[Description of the task] Could you return, exactly as written, only the lines from the one holding "let json = serde_json::to_string(&JobError::Cancelled).unwrap();" through the final line of the records below?
= = = =
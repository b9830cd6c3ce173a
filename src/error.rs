use serde::{Deserialize, Serialize};
use thiserror::Error;

#[derive(Error, Debug)]
pub enum BridgeError {
    #[error("Failed to launch {program}: {source}")]
    Launch {
        program: String,
        #[source]
        source: std::io::Error,
    },

    #[error("Process timed out after {0:?}")]
    Timeout(std::time::Duration),

    #[error("Malformed monitor element: {0}")]
    Protocol(String),

    #[error("Malformed indexer reply: {0}")]
    Reply(String),

    #[error("Indexer unreachable: {0}")]
    Connection(String),

    #[error("Job cancelled")]
    Cancelled,

    #[error("I/O error: {0}")]
    Io(#[from] std::io::Error),

    #[error("Job {job_id} failed: {error}")]
    Job { job_id: String, error: JobError },

    #[error("Internal error: {0}")]
    Internal(String),
}

pub type Result<T> = std::result::Result<T, BridgeError>;

/// Failure classification carried inside a [`JobResult`](crate::scheduler::JobResult).
///
/// Unlike [`BridgeError`] this is cheap to clone, so every completion
/// callback of a job can observe it.
#[derive(Debug, Clone, PartialEq, Eq, Serialize, Deserialize)]
#[serde(tag = "kind", content = "message", rename_all = "snake_case")]
pub enum JobError {
    Launch(String),
    Timeout(String),
    Protocol(String),
    Connection(String),
    Cancelled,
    Internal(String),
}

impl std::fmt::Display for JobError {
    fn fmt(&self, f: &mut std::fmt::Formatter<'_>) -> std::fmt::Result {
        match self {
            JobError::Launch(msg) => write!(f, "launch failed: {}", msg),
            JobError::Timeout(msg) => write!(f, "timed out: {}", msg),
            JobError::Protocol(msg) => write!(f, "protocol error: {}", msg),
            JobError::Connection(msg) => write!(f, "connection error: {}", msg),
            JobError::Cancelled => write!(f, "cancelled"),
            JobError::Internal(msg) => write!(f, "internal error: {}", msg),
        }
    }
}

impl From<&BridgeError> for JobError {
    fn from(err: &BridgeError) -> Self {
        match err {
            BridgeError::Launch { .. } => JobError::Launch(err.to_string()),
            BridgeError::Timeout(_) => JobError::Timeout(err.to_string()),
            BridgeError::Protocol(msg) | BridgeError::Reply(msg) => JobError::Protocol(msg.clone()),
            BridgeError::Connection(msg) => JobError::Connection(msg.clone()),
            BridgeError::Cancelled => JobError::Cancelled,
            BridgeError::Io(e) => JobError::Internal(e.to_string()),
            BridgeError::Job { error, .. } => error.clone(),
            BridgeError::Internal(msg) => JobError::Internal(msg.clone()),
        }
    }
}

#[cfg(test)]
mod tests {
    use super::*;
    use std::time::Duration;

    #[test]
    fn timeout_maps_to_job_timeout() {
        let err = BridgeError::Timeout(Duration::from_millis(500));
        assert!(matches!(JobError::from(&err), JobError::Timeout(_)));
    }

    #[test]
    fn launch_error_keeps_program_name() {
        let err = BridgeError::Launch {
            program: "/nope/rc".to_string(),
            source: std::io::Error::new(std::io::ErrorKind::NotFound, "not found"),
        };
        match JobError::from(&err) {
            JobError::Launch(msg) => assert!(msg.contains("/nope/rc")),
            other => panic!("unexpected {:?}", other),
        }
    }

    #[test]
    fn malformed_reply_maps_to_protocol() {
        let err = BridgeError::Reply("not JSON".to_string());
        assert_eq!(JobError::from(&err), JobError::Protocol("not JSON".to_string()));
    }

    #[test]
    fn job_error_serializes_with_kind_tag() {
        let json = serde_json::to_string(&JobError::Cancelled).unwrap();
        assert_eq!(json, r#"{"kind":"cancelled"}"#);
    }
}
= = = =
[Result for this exercise]
        let json = serde_json::to_string(&JobError::Cancelled).unwrap();
        assert_eq!(json, r#"{"kind":"cancelled"}"#);
    }
}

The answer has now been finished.